4.6.1. De rechtbank heeft in het verstekvonnis de door B. geleden immateriële
schade naar maatstaven van redelijkheid en billijkheid begroot op ƒ 10.000.
De rechtbank heeft daarbij in acht genomen, en doet dat thans evenzeer, de
leeftijd van (…) ten tijde van het misbruik, de aard, de duur en de ernst
ervan, alsmede de op dit punt bestaande jurisprudentie. De rechtbank ziet
geen aanleiding op dit punt terug te komen van het verstekvonnis.

4.6.2. De rechtbank acht op grond van het voorgaande bewezen dat B. als
gevolg van het sexueel misbruik door A. schade heeft geleden. Met betrekking
tot de kosten in verband met de therapie overweegt de rechtbank dat het ter
keuze van B. was welke therapie bij welke therapeute zij wenste te volgen. De
aan deze therapie verbonden reiskosten zijn overigens niet excessief. De
buitengerechtelijke kosten dienen in het licht van al het voorgaande zonder
meer voor rekening van A. te worden gebracht. Dit geldt evenzeer voor de
reiskosten die B. heeft gemaakt om haar advocaat te bezoeken en voor het
bijwonen van de strafzaak tegen A.. Deze kosten waren zonder het onrechtmatig
handelen immers niet ontstaan en zijn als redelijk aan te merken.

4.6.3. De materiële schade tot heden stelt de rechtbank vast overeenkomstig
hetgeen B. in de inleidende dagvaarding heeft gesteld, te weten:
a. kosten therapie 1.920
b. reiskosten therapie 230,40
c. reiskosten groepstherapie 422,40
d. kosten rechtsbijstand 375
e. reiskosten in verband
met strafzitting 132
totaal 3.079.

4.6.4. De rechtbank acht in voldoende mate aannemelijk geworden dat B. ten
gevolge van het onrechtmatig handelen van A. studievertraging heeft
opgelopen.

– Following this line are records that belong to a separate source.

//! Heartbeat management for the push connection.
//!
//! Socket.IO servers ping the client every `pingInterval` and expect the
//! client to notice a dead link after `pingInterval + pingTimeout` of
//! silence. With plain JSON framing the client sends WebSocket pings itself
//! and applies the same silence rule.

use chrono::{DateTime, Utc};
use parking_lot::RwLock;
use std::sync::atomic::{AtomicU64, Ordering};
use std::time::Duration;
use tracing::debug;

/// Heartbeat manager for push connection health.
pub struct HeartbeatManager {
    /// Expected ping cadence.
    interval_ms: AtomicU64,
    /// Grace period on top of the interval before the link is dead.
    timeout_ms: AtomicU64,
    /// Last ping sent time (client-initiated pings only).
    last_ping: RwLock<Option<DateTime<Utc>>>,
    /// Last message received time (any frame).
    last_message: RwLock<DateTime<Utc>>,
    /// Whether we're waiting for a pong to our own ping.
    waiting_for_pong: RwLock<bool>,
}

impl HeartbeatManager {
    /// Create a new heartbeat manager.
    pub fn new(interval_ms: u64, timeout_ms: u64) -> Self {
        Self {
            interval_ms: AtomicU64::new(interval_ms),
            timeout_ms: AtomicU64::new(timeout_ms),
            last_ping: RwLock::new(None),
            last_message: RwLock::new(Utc::now()),
            waiting_for_pong: RwLock::new(false),
        }
    }

    /// Adopt the server-announced ping cadence (Engine.IO open packet).
    pub fn configure(&self, interval_ms: u64, timeout_ms: u64) {
        self.interval_ms.store(interval_ms, Ordering::Relaxed);
        self.timeout_ms.store(timeout_ms, Ordering::Relaxed);
        debug!(interval_ms, timeout_ms, "Heartbeat reconfigured by server");
    }

    /// Reset heartbeat state (called on connection).
    pub fn reset(&self) {
        *self.last_ping.write() = None;
        *self.last_message.write() = Utc::now();
        *self.waiting_for_pong.write() = false;
    }

    /// Record that a client ping was sent.
    pub fn record_ping(&self) {
        *self.last_ping.write() = Some(Utc::now());
        *self.waiting_for_pong.write() = true;
    }

    /// Record that a pong was received.
    pub fn record_pong(&self) {
        let now = Utc::now();
        *self.waiting_for_pong.write() = false;
        *self.last_message.write() = now;

        if let Some(ping_time) = *self.last_ping.read() {
            let rtt_ms = (now - ping_time).num_milliseconds();
            debug!(rtt_ms, "Received pong");
        }
    }

    /// Record that any frame was received.
    pub fn record_message(&self) {
        *self.last_message.write() = Utc::now();
    }

    pub fn interval_ms(&self) -> u64 {
        self.interval_ms.load(Ordering::Relaxed)
    }

    pub fn timeout_ms(&self) -> u64 {
        self.timeout_ms.load(Ordering::Relaxed)
    }

    /// Get time since last frame.
    pub fn time_since_last_message_ms(&self) -> i64 {
        (Utc::now() - *self.last_message.read()).num_milliseconds()
    }

    /// Whether the link has been silent longer than interval + timeout.
    pub fn is_timed_out(&self) -> bool {
        let limit = self.interval_ms().saturating_add(self.timeout_ms());
        self.time_since_last_message_ms() > limit as i64
    }

    /// Check if a client ping should be sent.
    pub fn should_send_heartbeat(&self) -> bool {
        if *self.waiting_for_pong.read() {
            return false;
        }
        self.time_since_last_message_ms() >= self.interval_ms() as i64
    }

    /// Wait for the next heartbeat check.
    pub async fn wait_for_check(&self) {
        let period = (self.interval_ms() / 2).max(100);
        tokio::time::sleep(Duration::from_millis(period)).await;
    }
}

impl std::fmt::Debug for HeartbeatManager {
    fn fmt(&self, f: &mut std::fmt::Formatter<'_>) -> std::fmt::Result {
        f.debug_struct("HeartbeatManager")
            .field("interval_ms", &self.interval_ms())
            .field("timeout_ms", &self.timeout_ms())
            .field("waiting_for_pong", &*self.waiting_for_pong.read())
            .finish()
    }
}

#[cfg(test)]
mod tests {
    use super::*;

    #[test]
    fn test_heartbeat_initial_state() {
        let hb = HeartbeatManager::new(25000, 20000);
        assert!(!hb.is_timed_out());
        assert!(!hb.should_send_heartbeat());
    }

    #[test]
    fn test_heartbeat_ping_pong() {
        let hb = HeartbeatManager::new(0, 10000);

        assert!(hb.should_send_heartbeat());
        hb.record_ping();
        assert!(*hb.waiting_for_pong.read());
        assert!(!hb.should_send_heartbeat());

        hb.record_pong();
        assert!(!*hb.waiting_for_pong.read());
    }

    #[test]
    fn test_heartbeat_times_out_after_silence() {
        let hb = HeartbeatManager::new(0, 0);
        *hb.last_message.write() = Utc::now() - chrono::Duration::seconds(1);
        assert!(hb.is_timed_out());

        hb.record_message();
        hb.configure(25000, 20000);
        assert!(!hb.is_timed_out());
    }

    #[test]
    fn test_configure_from_server() {
        let hb = HeartbeatManager::new(45000, 10000);
        hb.configure(25000, 20000);
        assert_eq!(hb.interval_ms(), 25000);
        assert_eq!(hb.timeout_ms(), 20000);
    }
}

Voorts acht de rechtbank het voldoende aannemelijk dat zij mede in
verband daarmee inkomensschade en verlies van verdiencapaciteit heeft
geleden.
B. vordert vergoeding van deze en nog te lijden schade, op te maken bij staat
en te vereffenen volgens de wet. In dat kader kan de omvang van deze schade,
alsmede de duur waarover die begroot moet worden, in dit geding onbesproken
blijven. De rechtbank zal dan ook in deze procedure niet overgaan tot nader
onderzoek hiernaar. Een eventueel deskundigenbericht naar de exacte gevolgen
van het onrechtmatig handelen van A. jegens B. kan, voor zover nodig, in de
schadestaatprocedure worden gelast.

4.7. De slotsom

4.7.1. De rechtbank zal derhalve de vorderingen van A., zoals gedaan in de
inleidende dagvaarding van 26 juli 1999, met inachtneming van het voorgaande
toewijzen. Het verstekvonnis zal derhalve worden bevestigd.

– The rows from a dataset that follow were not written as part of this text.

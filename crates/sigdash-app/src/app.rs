//! Application wiring and the terminal front end.

use crate::command::{Command, HELP};
use crate::config::AppConfig;
use crate::error::{AppError, AppResult};
use crate::render;
use sigdash_api::{DynSignalApi, HttpSignalApi};
use sigdash_core::{DynClock, PushEvent, PushStatus, SystemClock};
use sigdash_sync::{DisplayState, SyncHandle, SyncOrchestrator};
use sigdash_ws::ConnectionManager;
use std::io::BufRead;
use std::sync::Arc;
use std::time::Duration;
use tokio::sync::{mpsc, watch};
use tokio::task::JoinHandle;
use tokio_util::sync::CancellationToken;
use tracing::{debug, error, info, warn};

/// Buffer between the push transport and the sync loop.
const PUSH_BUFFER: usize = 1000;

/// How long `Session::stop` waits for background tasks.
const SHUTDOWN_GRACE: Duration = Duration::from_secs(5);

/// Main application.
pub struct Application {
    config: AppConfig,
}

impl Application {
    /// Create a new application instance.
    pub fn new(config: AppConfig) -> AppResult<Self> {
        config.validate()?;
        Ok(Self { config })
    }

    pub fn config(&self) -> &AppConfig {
        &self.config
    }

    /// Start the push subscription and the sync loop.
    ///
    /// Must be called inside a tokio runtime.
    pub fn start(&self) -> AppResult<Session> {
        self.start_with_api(None)
    }

    /// Like `start`, with an injected REST client.
    pub fn start_with_api(&self, api: Option<DynSignalApi>) -> AppResult<Session> {
        let shutdown = CancellationToken::new();

        let api: DynSignalApi = match api {
            Some(api) => api,
            None => Arc::new(HttpSignalApi::with_paths(
                &self.config.base_url,
                &self.config.snapshot_path,
                &self.config.toggle_path,
                self.config.request_timeout(),
            )?),
        };

        let (push_tx, push_rx) = mpsc::channel::<PushEvent>(PUSH_BUFFER);
        let connection = Arc::new(ConnectionManager::with_shutdown(
            self.config.connection_config(),
            push_tx,
            shutdown.clone(),
        ));

        info!(
            base_url = %self.config.base_url,
            ws_url = %self.config.ws_url,
            "Starting session"
        );

        let connection_clone = connection.clone();
        let push_task = tokio::spawn(async move {
            if let Err(e) = connection_clone.connect().await {
                error!(error = %e, "Push subscription gave up");
            }
        });

        let clock: DynClock = Arc::new(SystemClock);
        let (orchestrator, handle) = SyncOrchestrator::new(
            self.config.sync.clone(),
            api,
            clock,
            push_rx,
            shutdown.clone(),
        );
        let sync_task = tokio::spawn(orchestrator.run());

        Ok(Session {
            handle,
            shutdown,
            connection,
            sync_task,
            push_task,
        })
    }

    /// Run the interactive session until `quit` or Ctrl-C.
    pub async fn run(self) -> AppResult<()> {
        let session = self.start()?;

        let renderer = tokio::spawn(render_loop(
            session.handle.subscribe(),
            session.shutdown.clone(),
        ));
        let lines = spawn_stdin_reader()?;
        let input = tokio::spawn(command_loop(lines, session.handle.clone()));

        println!("{HELP}");

        tokio::select! {
            result = tokio::signal::ctrl_c() => {
                match result {
                    Ok(()) => info!("Ctrl-C received, shutting down"),
                    Err(e) => warn!(error = %e, "Failed to listen for Ctrl-C, shutting down"),
                }
            }
            () = session.shutdown.cancelled() => {
                info!("Quit requested, shutting down");
            }
        }

        session.stop().await;
        input.abort();
        if let Err(e) = renderer.await {
            debug!(error = %e, "Renderer task ended abnormally");
        }

        info!("Session ended");
        Ok(())
    }
}

/// A running session.
pub struct Session {
    handle: SyncHandle,
    shutdown: CancellationToken,
    connection: Arc<ConnectionManager>,
    sync_task: JoinHandle<()>,
    push_task: JoinHandle<()>,
}

impl Session {
    pub fn handle(&self) -> &SyncHandle {
        &self.handle
    }

    /// Latest published display state.
    pub fn state(&self) -> DisplayState {
        self.handle.current()
    }

    /// Transport-side push status (may lead the published state).
    pub fn push_status(&self) -> PushStatus {
        self.connection.state()
    }

    /// Cancel everything and wait for the background tasks.
    pub async fn stop(self) {
        self.shutdown.cancel();

        for (name, task) in [("sync", self.sync_task), ("push", self.push_task)] {
            match tokio::time::timeout(SHUTDOWN_GRACE, task).await {
                Ok(Ok(())) => debug!(task = name, "Task stopped"),
                Ok(Err(e)) => warn!(task = name, error = %e, "Task panicked or was aborted"),
                Err(_) => warn!(task = name, "Task did not stop in time"),
            }
        }
    }
}

async fn render_loop(mut state_rx: watch::Receiver<DisplayState>, shutdown: CancellationToken) {
    loop {
        tokio::select! {
            () = shutdown.cancelled() => break,
            changed = state_rx.changed() => {
                if changed.is_err() {
                    break;
                }
                let state = state_rx.borrow_and_update().clone();
                let mut out = std::io::stdout().lock();
                if let Err(e) = render::render(&state, &mut out) {
                    warn!(error = %e, "Failed to render display state");
                }
            }
        }
    }
}

async fn command_loop(mut lines: mpsc::Receiver<String>, handle: SyncHandle) {
    while let Some(line) = lines.recv().await {
        if line.trim().is_empty() {
            continue;
        }

        let result = match line.parse::<Command>() {
            Ok(Command::Toggle) => handle.request_toggle().await,
            Ok(Command::Refresh) => handle.poll_now().await,
            Ok(Command::Quit) => {
                handle.shutdown();
                return;
            }
            Ok(Command::Help) => {
                println!("{HELP}");
                Ok(())
            }
            Err(e) => {
                println!("{e}");
                Ok(())
            }
        };

        if let Err(e) = result {
            warn!(error = %e, "Command dropped");
            return;
        }
    }
    debug!("Stdin closed");
}

/// Read stdin on a plain thread so a pending read never holds up runtime
/// shutdown.
fn spawn_stdin_reader() -> AppResult<mpsc::Receiver<String>> {
    let (tx, rx) = mpsc::channel(16);
    std::thread::Builder::new()
        .name("sigdash-stdin".to_string())
        .spawn(move || {
            for line in std::io::stdin().lock().lines() {
                let Ok(line) = line else { break };
                if tx.blocking_send(line).is_err() {
                    break;
                }
            }
        })
        .map_err(AppError::Io)?;
    Ok(rx)
}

4.7.2. A. zal, als de in het ongelijk gestelde partij, in de kosten van de
procedure worden veroordeeld. Nu aan B. een toevoeging is verleend, dient A.
deze kosten op de voet van artikel 57b Rv aan de griffier van de rechtbank te
betalen.

5. DE BESLISSING

De rechtbank:

5.1. Verklaart het verzet van A. tegen het verstekvonnis van de rechtbank van
1 september 1999, bekend onder zaaknummer / rolnummer 103618 / HAZA 99-1398,
ongegrond en bevestigt de in dat vonnis uitgesproken veroordeling;

5.2. Veroordeelt A. in de kosten van deze verzetsprocedure aan de zijde van
B. gevallen, tot op deze uitspraak begroot op nihil aan verschotten en op ƒ
860 aan salaaris, op de voet van artikel 57b Rv te betalen aan de griffier
van de rechtbank;

5.3. Verklaart dit vonnis tot zover uitvoerbaar bij voorraad;

5.4. Wijst af het meer of anders gevorderde.